- _What you need to do_: Stop after the line that contains "a secondary identifier."; until then, restate each line of the entries word for word from the very first.

[Stored data]
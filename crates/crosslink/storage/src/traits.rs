use crate::model::{AuditAppend, AuditRecord, QueryWindow, SweepOutcome};
use crate::StorageResult;
use async_trait::async_trait;
use chrono::{DateTime, Utc};
use crosslink_types::{
    IdentityRecord, LinkStats, PrimaryId, SecondaryId, SessionToken, VerificationCode,
    VerificationRecord,
};

/// Storage interface for the durable primary/secondary identity mapping.
///
/// `commit_link` is the single mutation path that can set `linked = true`;
/// it re-checks secondary uniqueness at commit time so racing completions
/// for the same secondary identity cannot both succeed.
#[async_trait]
pub trait IdentityStore: Send + Sync {
    /// Look up a record by the initiating platform's identifier.
    async fn find_by_primary(&self, id: &PrimaryId) -> StorageResult<Option<IdentityRecord>>;

    /// Look up the record currently holding a secondary identifier.
    async fn find_by_secondary(&self, id: &SecondaryId) -> StorageResult<Option<IdentityRecord>>;

    /// Create the record if absent, else refresh the display tag only.
    /// Never touches link state. Idempotent.
    async fn upsert_primary(
        &self,
        id: &PrimaryId,
        display_tag: &str,
    ) -> StorageResult<IdentityRecord>;

    /// Atomically bind a secondary identity to `primary`.
    ///
    /// Fails with `Conflict` when another record already holds
    /// `secondary`, and `NotFound` when `primary` has no record.
    async fn commit_link(
        &self,
        primary: &PrimaryId,
        secondary: &SecondaryId,
        secondary_name: &str,
    ) -> StorageResult<IdentityRecord>;

    /// Clear the secondary binding. No-op-safe when already unlinked;
    /// returns the record's resulting state, or `None` for an unknown id.
    async fn unlink(&self, primary: &PrimaryId) -> StorageResult<Option<IdentityRecord>>;

    /// Total and linked record counts.
    async fn stats(&self) -> StorageResult<LinkStats>;
}

/// Storage interface for in-flight verification records.
#[async_trait]
pub trait VerificationStore: Send + Sync {
    /// Insert a freshly opened record.
    ///
    /// Fails with `Conflict` when the code collides with a live record;
    /// the caller regenerates and retries rather than overwriting.
    async fn create_verification(&self, record: VerificationRecord) -> StorageResult<()>;

    /// Lookup by code (codes are normalized before they get here).
    async fn find_by_code(
        &self,
        code: &VerificationCode,
    ) -> StorageResult<Option<VerificationRecord>>;

    /// The owner's live pending record, if any.
    async fn find_pending_by_owner(
        &self,
        owner: &PrimaryId,
        now: DateTime<Utc>,
    ) -> StorageResult<Option<VerificationRecord>>;

    /// Atomically complete a pending verification and commit the link.
    ///
    /// Fails `NotFound` for an unknown code, `InvariantViolation` for a
    /// non-pending record, `Expired` past the TTL, and `Conflict` when the
    /// target secondary identity is already bound elsewhere. On `Conflict`
    /// the record remains pending; the status flip and the identity commit
    /// are one transaction.
    async fn complete_verification(
        &self,
        code: &VerificationCode,
        now: DateTime<Utc>,
    ) -> StorageResult<IdentityRecord>;

    /// Eagerly lapse the owner's pending records, returning how many were
    /// transitioned. Used when a new link request supersedes a prior one.
    async fn expire_pending_for_owner(
        &self,
        owner: &PrimaryId,
        now: DateTime<Utc>,
    ) -> StorageResult<u64>;

    /// Bulk-transition lapsed pending records to expired and purge dead
    /// session tokens. Never touches completed records; idempotent.
    async fn sweep_expired(&self, now: DateTime<Utc>) -> StorageResult<SweepOutcome>;
}

/// Storage interface for single-use session tokens.
#[async_trait]
pub trait TokenStore: Send + Sync {
    /// Insert a freshly issued token; `Conflict` on a duplicate token.
    async fn issue_token(&self, token: SessionToken) -> StorageResult<()>;

    /// Redeem a token exactly once, returning its owner.
    ///
    /// Fails `NotFound` for an unknown token, `InvariantViolation` when
    /// already used, `Expired` past the TTL.
    async fn redeem_token(&self, token: &str, now: DateTime<Utc>) -> StorageResult<PrimaryId>;
}

/// Storage interface for append-only audit events.
#[async_trait]
pub trait AuditStore: Send + Sync {
    /// Append an event and return the canonical, hash-linked stored record.
    async fn append_audit(&self, event: AuditAppend) -> StorageResult<AuditRecord>;

    /// Read events newest-first.
    async fn list_audit(&self, window: QueryWindow) -> StorageResult<Vec<AuditRecord>>;
}

/// Unified storage bundle consumed by the linking orchestrator.
pub trait LinkStorage:
    IdentityStore + VerificationStore + TokenStore + AuditStore + Send + Sync
{
}

impl<T> LinkStorage for T where
    T: IdentityStore + VerificationStore + TokenStore + AuditStore + Send + Sync
{
}
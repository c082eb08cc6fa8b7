use thiserror::Error;

/// Result type for orchestrator operations.
pub type LinkResult<T> = Result<T, LinkError>;

/// Typed outcomes of the linking operations.
///
/// Every recoverable failure maps to exactly one variant so the calling
/// layer can render a distinguishable message; only genuine infrastructure
/// faults surface as `Internal`.
#[derive(Debug, Error)]
pub enum LinkError {
    #[error("invalid account name: {0}")]
    InvalidName(String),

    #[error("malformed verification code")]
    InvalidCode,

    #[error("too many requests, try again later")]
    RateLimited,

    #[error("already linked to {target_name}")]
    AlreadyLinked { target_name: String },

    #[error("account {0} does not exist on the second platform")]
    TargetNotFound(String),

    #[error("account {0} is already linked to another requester")]
    TargetAlreadyLinked(String),

    #[error("account {0} is not currently present on the server")]
    TargetNotReachable(String),

    #[error("could not deliver the verification code to {0}")]
    DeliveryFailed(String),

    #[error("verification code is invalid or has expired")]
    InvalidOrExpired,

    #[error("verification code belongs to a different requester")]
    OwnerMismatch,

    #[error("no link to remove")]
    NothingToUnlink,

    #[error("caller is not authorized")]
    NotAuthorized,

    #[error("internal error: {0}")]
    Internal(String),
}
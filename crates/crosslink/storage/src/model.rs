use chrono::{DateTime, Utc};
use crosslink_types::PrimaryId;
use serde::{Deserialize, Serialize};

/// Generic query window for paged reads.
#[derive(Debug, Clone, Copy, Default)]
pub struct QueryWindow {
    pub limit: usize,
    pub offset: usize,
}

/// An audit event as submitted by the caller.
#[derive(Clone, Debug, Serialize, Deserialize)]
pub struct AuditAppend {
    pub timestamp: DateTime<Utc>,
    /// Short action tag, e.g. `link_initiated`, `accounts_unlinked`.
    pub action: String,
    /// The primary identity the event concerns, when there is one.
    pub subject: Option<PrimaryId>,
    pub details: serde_json::Value,
}

/// A stored audit event, hash-linked to its predecessor.
#[derive(Clone, Debug, Serialize, Deserialize)]
pub struct AuditRecord {
    pub event_id: String,
    pub sequence: u64,
    pub timestamp: DateTime<Utc>,
    pub action: String,
    pub subject: Option<PrimaryId>,
    pub details: serde_json::Value,
    pub previous_hash: Option<String>,
    pub hash: String,
}

/// Counts reported by one expiry sweep.
#[derive(Clone, Copy, Debug, Default, PartialEq, Eq, Serialize, Deserialize)]
pub struct SweepOutcome {
    /// Pending verifications transitioned to expired.
    pub expired_verifications: u64,
    /// Session tokens purged because they were used or past their TTL.
    pub purged_tokens: u64,
}
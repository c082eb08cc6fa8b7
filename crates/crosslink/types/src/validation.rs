//! Input validation for externally supplied names and identifiers.
//!
//! Validation happens before any store or platform call; malformed input
//! never reaches the repositories.

/// Secondary-platform account names: 3 to 16 word characters.
pub fn is_valid_secondary_name(name: &str) -> bool {
    (3..=16).contains(&name.len())
        && name
            .bytes()
            .all(|b| b.is_ascii_alphanumeric() || b == b'_')
}

/// Secondary identifiers in canonical dashed form (8-4-4-4-12 hex groups).
pub fn is_valid_secondary_id(id: &str) -> bool {
    let groups: Vec<&str> = id.split('-').collect();
    if groups.len() != 5 {
        return false;
    }
    let lens = [8, 4, 4, 4, 12];
    groups
        .iter()
        .zip(lens)
        .all(|(group, len)| group.len() == len && group.bytes().all(|b| b.is_ascii_hexdigit()))
}

/// Re-dash a secondary identifier given with or without separators.
///
/// Returns `None` when the input is not 32 hex digits after stripping.
pub fn normalize_secondary_id(id: &str) -> Option<String> {
    let clean: String = id
        .chars()
        .filter(|c| *c != '-')
        .map(|c| c.to_ascii_lowercase())
        .collect();
    if clean.len() != 32 || !clean.bytes().all(|b| b.is_ascii_hexdigit()) {
        return None;
    }
    Some(format!(
        "{}-{}-{}-{}-{}",
        &clean[0..8],
        &clean[8..12],
        &clean[12..16],
        &clean[16..20],
        &clean[20..32]
    ))
}

/// Trim, bound, and strip markup-significant characters from a display tag.
pub fn sanitize_tag(input: &str, max_len: usize) -> String {
    input
        .trim()
        .chars()
        .take(max_len)
        .filter(|c| !matches!(c, '<' | '>' | '@' | '#' | '&' | '!'))
        .collect()
}

#[cfg(test)]
mod tests {
    use super::*;

    #[test]
    fn valid_names_pass() {
        assert!(is_valid_secondary_name("Steve"));
        assert!(is_valid_secondary_name("under_score_99"));
        assert!(is_valid_secondary_name("abc"));
    }

    #[test]
    fn invalid_names_fail() {
        assert!(!is_valid_secondary_name("ab"));
        assert!(!is_valid_secondary_name("seventeen_chars__"));
        assert!(!is_valid_secondary_name("bad name"));
        assert!(!is_valid_secondary_name("bad-name"));
    }

    #[test]
    fn normalize_secondary_id_redashes() {
        let id = normalize_secondary_id("069A79F444E94726A5BEFCA90E38AAF5").unwrap();
        assert_eq!(id, "069a79f4-44e9-4726-a5be-fca90e38aaf5");
        assert!(is_valid_secondary_id(&id));
    }

    #[test]
    fn normalize_secondary_id_rejects_garbage() {
        assert!(normalize_secondary_id("nope").is_none());
        assert!(normalize_secondary_id("069a79f444e94726a5befca90e38aaf").is_none());
        assert!(normalize_secondary_id("zzza79f444e94726a5befca90e38aaf5").is_none());
    }

    #[test]
    fn sanitize_tag_strips_markup() {
        assert_eq!(sanitize_tag("  @user<1>! ", 32), "user1");
        assert_eq!(sanitize_tag("abcdef", 3), "abc");
    }
}
use thiserror::Error;

/// Result type for platform collaborator calls.
pub type PlatformResult<T> = Result<T, PlatformError>;

/// Errors surfaced by secondary-platform collaborators.
///
/// Callers treat any error as a reported failure (fail closed); a timeout
/// is indistinguishable from an unreachable collaborator.
#[derive(Debug, Error)]
pub enum PlatformError {
    #[error("platform unreachable: {0}")]
    Unreachable(String),

    #[error("unexpected platform response: {0}")]
    Protocol(String),

    #[error("platform endpoint not configured: {0}")]
    NotConfigured(String),
}

impl From<reqwest::Error> for PlatformError {
    fn from(err: reqwest::Error) -> Self {
        PlatformError::Unreachable(err.to_string())
    }
}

- _Response area_:
filename crates/crosslink/storage/src/traits.rs
use crate::model::{AuditAppend, AuditRecord, QueryWindow, SweepOutcome};
use crate::StorageResult;
use async_trait::async_trait;
use chrono::{DateTime, Utc};
use crosslink_types::{
    IdentityRecord, LinkStats, PrimaryId, SecondaryId, SessionToken, VerificationCode,
    VerificationRecord,
};

/// Storage interface for the durable primary/secondary identity mapping.
///
/// `commit_link` is the single mutation path that can set `linked = true`;
/// it re-checks secondary uniqueness at commit time so racing completions
/// for the same secondary identity cannot both succeed.
#[async_trait]
pub trait IdentityStore: Send + Sync {
    /// Look up a record by the initiating platform's identifier.
    async fn find_by_primary(&self, id: &PrimaryId) -> StorageResult<Option<IdentityRecord>>;

    /// Look up the record currently holding a secondary identifier.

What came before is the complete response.